In September of last year, Wendel returned to Magereza with suitcases full of supplies — and a mission. She vowed to use funds raised for her nonprofit to provide a reliable source of useful and essential school supplies, to make one significant change to the nursery school each time she visited and to visit at least once a year.
Before her last visit, she organized local volunteers to help build a Learning Landscape from locally sourced recycled tires. She used plans from The Learning Landscape Network to build the educational playground. The area serves as a much-needed recreational space and has also been used for reading and math lessons.
She also purchased local materials and hired women to make 80 new uniforms for the students.
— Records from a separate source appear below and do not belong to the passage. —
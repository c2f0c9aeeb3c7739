//! Per-block HTML emission.
//!
//! Every renderer frames its element with a leading and trailing newline and
//! hands the input back unchanged when its pattern does not match.

use crate::RenderOptions;
use crate::block::{Block, BlockKind, is_fenced};
use crate::inline::transform_inline;
use crate::patterns::{CODE_LANG, HEADER, IMAGE, LIST_ITEM, QUOTE};

/// Renders one classified block.
pub fn render_block(block: &Block<'_>, options: &RenderOptions) -> String {
    let html = match block.kind {
        BlockKind::Code => render_code(block.text),
        BlockKind::Header => render_header(block.text),
        BlockKind::Image => render_image(block.text),
        BlockKind::List => render_list(block.text),
        BlockKind::Quote => render_quote(block.text),
        BlockKind::Paragraph => {
            if options.inline_paragraphs {
                render_paragraph(&transform_inline(block.text))
            } else {
                render_paragraph(block.text)
            }
        }
    };

    if block.kind != BlockKind::Paragraph && html == block.text {
        log::debug!(
            "block {} classified as {} rendered verbatim",
            block.index,
            block.kind
        );
    }

    html
}

/// Fenced code. The body is emitted verbatim, without inline spans.
pub fn render_code(text: &str) -> String {
    if !is_fenced(text) {
        return text.to_string();
    }

    let lines: Vec<&str> = text.split('\n').collect();
    let open = match CODE_LANG.captures(lines[0]) {
        Some(caps) => format!("<pre lang=\"{}\">", &caps[1]),
        None => "<pre>".to_string(),
    };
    let body = if lines.len() > 2 {
        lines[1..lines.len() - 1].join("\n")
    } else {
        String::new()
    };

    format!("\n{open}\n<code>\n{body}\n</code>\n</pre>\n")
}

/// `#`..`######` heading → `<hN> title </hN>`.
pub fn render_header(text: &str) -> String {
    match HEADER.captures(text) {
        Some(caps) => {
            let level = caps[1].len();
            format!("\n<h{level}> {} </h{level}>\n", &caps[2])
        }
        None => text.to_string(),
    }
}

/// `![alt](src)` → `<img src="src" alt="alt">`.
pub fn render_image(text: &str) -> String {
    match IMAGE.captures(text) {
        Some(caps) => format!("\n<img src=\"{}\" alt=\"{}\">\n", &caps[2], &caps[1]),
        None => text.to_string(),
    }
}

/// List lines → `<ul>` with one `<li>` per line.
///
/// Inline spans are applied to the whole block before the lines are matched,
/// so a span that swallows a line marker makes the block fall back verbatim.
pub fn render_list(text: &str) -> String {
    let transformed = transform_inline(text);

    let mut html = String::from("\n<ul>\n");
    for line in transformed.split('\n') {
        let Some(caps) = LIST_ITEM.captures(line) else {
            return text.to_string();
        };
        html.push_str("<li>");
        html.push_str(&caps[1]);
        html.push_str("</li>\n");
    }
    html.push_str("</ul>\n");
    html
}

/// Quote lines → one `<blockquote>`, line contents joined with no separator.
pub fn render_quote(text: &str) -> String {
    let transformed = transform_inline(text);

    let mut html = String::from("\n<blockquote>");
    for line in transformed.split('\n') {
        let Some(caps) = QUOTE.captures(line) else {
            return text.to_string();
        };
        html.push_str(&caps[1]);
    }
    html.push_str("</blockquote>\n");
    html
}

/// Wraps text in `<p>`. Inline spans are the caller's decision.
pub fn render_paragraph(text: &str) -> String {
    format!("\n<p>{text}</p>\n")
}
The uniforms cost approximately $5 each to make.
Wendel said she realizes that what seems like a very small expense to many Americans can make a dramatic difference in the lives of the children she is striving to help. She is operating her organization based on what she describes as “modest but very meaningful goals.”
Wendel plans to return to Moshi in August of this year and has worked with the school’s teacher to set up a schedule of things that need to be done. With this coming trip she will buy local lumber and again seek volunteers to build much needed benches and tables for the schools porridge house. Porridge is made at the school from flour, sugar, and milk, and is often the only meal many of the children eat in a day. Currently the children have no choice but to eat standing up or sitting on the damp ground.
Wendel says that during the rainy season this is particularly problematic. She describes what a difference this simple addition to the school can make to build the children’s confidence.
Wendel has found support for Project MEMA in family, friends and colleagues, and has begun to branch out into larger fundraising efforts. Over the holidays she sold calendars made with photos of Magereza and the children, and on March 7 J. Lohr winery is sponsoring a wine dinner for Project MEMA at Bistro 5 in Medford. The proceeds from the dinner will help to provide the funds Wendel needs to buy lumber for the porridge house furniture.
Among her future goals, Wendel says, is a plan to off set the tuition of as many students as possible. It costs only $12 a year to send a child to Magereza, but this is an expense that many families in the community simply cannot afford. Parents often have to pay the tuition in installments of 25 cents at a time and when they are unable to make those payments, many children simply have to stop coming to school. She has visited another nursery school in Moshi that she hopes to help, “It is smaller,” she says, “but they need so much.”
In Tanzania only 20 percent of children are able to go through primary and onto secondary school. Wendel lists in her future goals the possibility of setting up a scholarship to sponsor one child per year graduating from Magereza nursery school, based on academic achievement and need.
She would like to be able to send them through primary and secondary school, and give them a shot at an education many American children take for granted. She estimates that this support of a child through age 18 will cost approximately $1,500 per child and has already brainstormed the details of how she could begin to set up trusts to ensure the honest execution of her plans.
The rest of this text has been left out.